» Information shown:
════

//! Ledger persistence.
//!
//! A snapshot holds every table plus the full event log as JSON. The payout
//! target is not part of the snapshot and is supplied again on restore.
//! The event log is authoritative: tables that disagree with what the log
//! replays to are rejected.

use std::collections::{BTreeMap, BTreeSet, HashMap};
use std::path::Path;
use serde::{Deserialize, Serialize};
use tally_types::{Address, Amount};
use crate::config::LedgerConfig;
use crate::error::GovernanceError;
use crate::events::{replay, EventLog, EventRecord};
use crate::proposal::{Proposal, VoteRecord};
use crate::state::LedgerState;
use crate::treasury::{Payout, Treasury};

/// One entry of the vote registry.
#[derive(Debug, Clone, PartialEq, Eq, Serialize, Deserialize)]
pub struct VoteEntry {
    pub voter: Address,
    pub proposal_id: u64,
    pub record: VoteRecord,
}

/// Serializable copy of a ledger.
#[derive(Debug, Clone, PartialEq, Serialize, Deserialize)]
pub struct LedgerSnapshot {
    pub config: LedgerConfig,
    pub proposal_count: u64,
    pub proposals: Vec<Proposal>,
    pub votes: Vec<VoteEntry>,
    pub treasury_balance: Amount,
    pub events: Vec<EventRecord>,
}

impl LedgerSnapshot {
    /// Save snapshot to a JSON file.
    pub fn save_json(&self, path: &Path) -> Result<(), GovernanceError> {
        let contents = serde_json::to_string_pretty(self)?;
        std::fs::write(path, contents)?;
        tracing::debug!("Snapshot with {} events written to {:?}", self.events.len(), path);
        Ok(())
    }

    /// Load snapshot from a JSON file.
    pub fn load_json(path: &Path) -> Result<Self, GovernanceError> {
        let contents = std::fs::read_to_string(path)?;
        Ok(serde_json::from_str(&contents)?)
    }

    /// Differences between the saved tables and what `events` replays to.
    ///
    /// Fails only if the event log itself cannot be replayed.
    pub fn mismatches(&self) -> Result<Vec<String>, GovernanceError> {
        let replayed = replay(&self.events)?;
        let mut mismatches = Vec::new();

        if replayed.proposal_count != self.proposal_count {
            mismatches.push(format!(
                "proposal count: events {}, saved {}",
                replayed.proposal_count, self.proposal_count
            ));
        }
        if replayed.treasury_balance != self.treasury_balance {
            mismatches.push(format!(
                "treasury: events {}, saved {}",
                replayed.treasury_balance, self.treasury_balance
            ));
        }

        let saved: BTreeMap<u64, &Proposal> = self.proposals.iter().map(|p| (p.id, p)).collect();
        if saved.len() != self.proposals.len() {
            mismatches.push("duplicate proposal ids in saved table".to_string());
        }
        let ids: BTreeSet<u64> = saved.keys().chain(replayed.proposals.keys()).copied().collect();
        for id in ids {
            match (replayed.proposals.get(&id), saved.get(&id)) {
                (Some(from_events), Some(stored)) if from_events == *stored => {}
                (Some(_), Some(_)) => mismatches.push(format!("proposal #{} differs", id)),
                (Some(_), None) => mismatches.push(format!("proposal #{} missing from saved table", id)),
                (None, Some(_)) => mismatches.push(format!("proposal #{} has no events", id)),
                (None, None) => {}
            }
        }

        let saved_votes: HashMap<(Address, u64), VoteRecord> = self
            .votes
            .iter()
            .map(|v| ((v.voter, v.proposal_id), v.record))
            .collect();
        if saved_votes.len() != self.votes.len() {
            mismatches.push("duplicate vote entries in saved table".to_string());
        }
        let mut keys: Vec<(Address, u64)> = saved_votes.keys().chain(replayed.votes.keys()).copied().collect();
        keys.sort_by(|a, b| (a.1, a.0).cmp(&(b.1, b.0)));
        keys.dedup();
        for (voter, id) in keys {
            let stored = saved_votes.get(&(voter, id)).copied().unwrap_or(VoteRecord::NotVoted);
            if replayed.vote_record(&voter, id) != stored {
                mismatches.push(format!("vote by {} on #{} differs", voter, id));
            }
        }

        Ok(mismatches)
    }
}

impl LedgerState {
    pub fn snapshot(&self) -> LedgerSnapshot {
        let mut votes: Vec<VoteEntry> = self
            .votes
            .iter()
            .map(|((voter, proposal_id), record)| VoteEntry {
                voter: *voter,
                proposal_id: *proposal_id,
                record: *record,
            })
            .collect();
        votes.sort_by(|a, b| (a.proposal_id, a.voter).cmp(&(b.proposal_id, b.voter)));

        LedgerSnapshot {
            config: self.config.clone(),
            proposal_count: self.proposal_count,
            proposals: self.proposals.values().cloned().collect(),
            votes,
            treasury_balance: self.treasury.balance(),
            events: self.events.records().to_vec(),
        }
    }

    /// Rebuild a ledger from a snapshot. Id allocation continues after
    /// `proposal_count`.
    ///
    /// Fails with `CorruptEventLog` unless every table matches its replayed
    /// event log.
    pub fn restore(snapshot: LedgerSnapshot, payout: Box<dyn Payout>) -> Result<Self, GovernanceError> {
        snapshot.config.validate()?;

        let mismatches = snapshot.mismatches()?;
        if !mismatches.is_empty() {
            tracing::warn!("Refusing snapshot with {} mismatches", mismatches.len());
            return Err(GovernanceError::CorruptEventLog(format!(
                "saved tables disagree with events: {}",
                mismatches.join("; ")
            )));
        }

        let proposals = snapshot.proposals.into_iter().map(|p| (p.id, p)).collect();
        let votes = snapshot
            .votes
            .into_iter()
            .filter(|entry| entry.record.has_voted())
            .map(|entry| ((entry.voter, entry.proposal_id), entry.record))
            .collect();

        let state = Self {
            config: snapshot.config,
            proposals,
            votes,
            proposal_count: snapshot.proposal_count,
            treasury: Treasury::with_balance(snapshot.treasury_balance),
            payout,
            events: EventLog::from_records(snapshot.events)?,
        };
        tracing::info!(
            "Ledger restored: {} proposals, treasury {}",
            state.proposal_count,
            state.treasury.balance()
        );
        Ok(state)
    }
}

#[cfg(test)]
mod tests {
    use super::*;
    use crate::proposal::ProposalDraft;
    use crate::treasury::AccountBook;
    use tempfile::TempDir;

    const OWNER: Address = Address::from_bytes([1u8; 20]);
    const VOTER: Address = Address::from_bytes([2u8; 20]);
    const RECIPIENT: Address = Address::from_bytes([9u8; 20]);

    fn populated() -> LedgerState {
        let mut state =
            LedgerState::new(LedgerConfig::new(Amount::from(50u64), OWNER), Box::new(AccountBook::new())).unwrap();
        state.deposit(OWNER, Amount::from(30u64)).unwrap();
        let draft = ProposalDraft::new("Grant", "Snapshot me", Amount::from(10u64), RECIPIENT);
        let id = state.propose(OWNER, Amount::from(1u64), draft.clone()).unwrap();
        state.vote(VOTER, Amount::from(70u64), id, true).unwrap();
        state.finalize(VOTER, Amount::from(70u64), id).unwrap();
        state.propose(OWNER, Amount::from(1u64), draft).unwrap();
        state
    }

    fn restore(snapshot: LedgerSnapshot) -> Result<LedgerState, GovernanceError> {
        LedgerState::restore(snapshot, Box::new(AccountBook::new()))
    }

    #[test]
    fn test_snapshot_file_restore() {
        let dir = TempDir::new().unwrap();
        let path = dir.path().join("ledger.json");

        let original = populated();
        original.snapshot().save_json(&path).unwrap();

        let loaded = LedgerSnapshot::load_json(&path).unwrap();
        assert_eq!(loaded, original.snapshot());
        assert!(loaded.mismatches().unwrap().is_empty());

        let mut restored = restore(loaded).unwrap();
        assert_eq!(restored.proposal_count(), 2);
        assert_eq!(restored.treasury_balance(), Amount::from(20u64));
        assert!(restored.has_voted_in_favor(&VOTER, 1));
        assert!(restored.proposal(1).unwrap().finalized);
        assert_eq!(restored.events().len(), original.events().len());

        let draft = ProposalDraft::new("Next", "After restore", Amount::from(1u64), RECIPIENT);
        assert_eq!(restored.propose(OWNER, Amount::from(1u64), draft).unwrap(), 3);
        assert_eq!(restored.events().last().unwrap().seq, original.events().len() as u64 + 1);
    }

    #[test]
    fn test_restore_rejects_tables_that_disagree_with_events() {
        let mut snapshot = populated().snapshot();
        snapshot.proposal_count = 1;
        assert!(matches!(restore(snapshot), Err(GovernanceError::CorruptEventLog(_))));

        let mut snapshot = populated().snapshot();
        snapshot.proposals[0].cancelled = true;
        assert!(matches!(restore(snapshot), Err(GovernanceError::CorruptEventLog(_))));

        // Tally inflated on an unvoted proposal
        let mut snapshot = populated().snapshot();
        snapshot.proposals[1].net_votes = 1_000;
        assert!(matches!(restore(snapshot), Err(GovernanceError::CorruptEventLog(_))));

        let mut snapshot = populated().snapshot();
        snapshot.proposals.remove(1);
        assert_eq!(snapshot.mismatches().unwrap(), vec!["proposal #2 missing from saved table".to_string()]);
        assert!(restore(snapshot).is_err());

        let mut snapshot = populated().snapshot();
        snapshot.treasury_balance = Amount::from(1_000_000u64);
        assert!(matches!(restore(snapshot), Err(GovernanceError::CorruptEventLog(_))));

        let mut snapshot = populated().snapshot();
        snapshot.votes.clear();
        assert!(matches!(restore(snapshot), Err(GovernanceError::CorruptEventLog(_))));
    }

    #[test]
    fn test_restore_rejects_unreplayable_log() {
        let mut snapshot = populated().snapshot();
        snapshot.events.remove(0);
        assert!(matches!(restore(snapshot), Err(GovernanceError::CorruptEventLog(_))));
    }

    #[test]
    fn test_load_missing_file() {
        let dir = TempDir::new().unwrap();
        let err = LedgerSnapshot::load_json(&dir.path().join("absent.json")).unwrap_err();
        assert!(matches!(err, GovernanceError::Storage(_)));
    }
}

════

» Task goal:
Gather from the records above every line containing the string "None".

» Task solution:
                (Some(_), None) => mismatches.push(format!("proposal #{} missing from saved table", id)),
                (None, Some(_)) => mismatches.push(format!("proposal #{} has no events", id)),
                (None, None) => {}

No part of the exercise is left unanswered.